First off, I’m not going to give you the typical positive thinking tripe about how if you just start thinking happy thoughts and follow my 3-step formula everything will come up roses. Life doesn’t work like that. We can’t spray bleach on your self-sabotaging mindsets and wipe them all away. They are deeply ingrained patterns that don’t respond well to magic-button solutions.
What we can do, though, is learn to recognize the root causes and triggers associated with these working-against-you mindsets so that you can see them coming ahead of time, and maybe take some action to avoid letting these patterns continue repeating in your life.
Let’s begin with …
Painful Truth #1: You Say You Want It, But You Really Prefer Something Else
This is a tough truth to internalize, but it’s an inescapable one: When it comes down to it, you will always do what you really want to do. Those bad habits you have are supporting an outcome that in some way is positive to you, whether you want to admit it or not.
In other words, you like the benefit of the bad habit better than the alternative (a good habit that will take that benefit away). You prefer sticking with the buzz that comes with the bad, and you don’t really have a compelling reason to change.

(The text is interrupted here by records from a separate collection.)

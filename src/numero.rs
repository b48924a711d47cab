//! Lectura y escritura de números con formato local (coma o punto decimal).

use serde::{Deserialize, Serialize};

/// Valor numérico tal como llega de la API: número JSON o cadena local
/// (`"100,5"`, `"1.234,56"`, `"25.25"`).
#[derive(Debug, Clone, PartialEq, Serialize, Deserialize)]
#[serde(untagged)]
pub enum NumeroLocal {
    Numero(f64),
    Texto(String),
}

impl NumeroLocal {
    /// `None` si el valor no es un número.
    pub fn as_f64(&self) -> Option<f64> {
        match self {
            NumeroLocal::Numero(n) if n.is_finite() => Some(*n),
            NumeroLocal::Numero(_) => None,
            NumeroLocal::Texto(s) => parse_locale(s),
        }
    }

    pub fn es_cero(&self) -> bool {
        self.as_f64().map_or(true, |n| n == 0.0)
    }
}

impl From<f64> for NumeroLocal {
    fn from(n: f64) -> Self {
        NumeroLocal::Numero(n)
    }
}

impl From<&str> for NumeroLocal {
    fn from(s: &str) -> Self {
        NumeroLocal::Texto(s.to_string())
    }
}

/// Interpreta una cadena numérica local.
///
/// Si hay una coma, es el separador decimal y los puntos son separadores de
/// miles. Sin coma, el punto es el separador decimal.
pub fn parse_locale(raw: &str) -> Option<f64> {
    let limpio = raw
        .trim()
        .trim_end_matches("m²")
        .trim_end_matches("m2")
        .trim();
    let limpio: String = limpio.chars().filter(|c| !c.is_whitespace()).collect();
    if limpio.is_empty() {
        return None;
    }

    let normalizado = if limpio.contains(',') {
        limpio.replace('.', "").replace(',', ".")
    } else {
        limpio
    };

    normalizado
        .parse::<f64>()
        .ok()
        .filter(|n| n.is_finite())
}

/// Formato de presentación del sistema: coma decimal, hasta dos decimales,
/// sin ceros finales.
pub fn format_locale(valor: f64) -> String {
    let redondeado = (valor * 100.0).round() / 100.0;
    let texto = format!("{redondeado:.2}");
    let texto = texto.trim_end_matches('0').trim_end_matches('.');
    let texto = if texto == "-0" { "0" } else { texto };
    texto.replace('.', ",")
}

I can give you an example from just a few weeks ago when I quit caffeine cold turkey (I had actually quit before, two Decembers ago, but fell back into it 4 months later). Quitting way back then was easy – I just decided to do it and did it. Quitting a few weeks ago was easy, too – I decided again, and I did it again.
But that space in between, those eight addicted months? That was hard. Damned hard. I tried to quit over and over again, and felt absolutely powerless. Powerless, over a frikkin’ can of soda. (To be truthful, it was more like 4 or 5 cans a day.)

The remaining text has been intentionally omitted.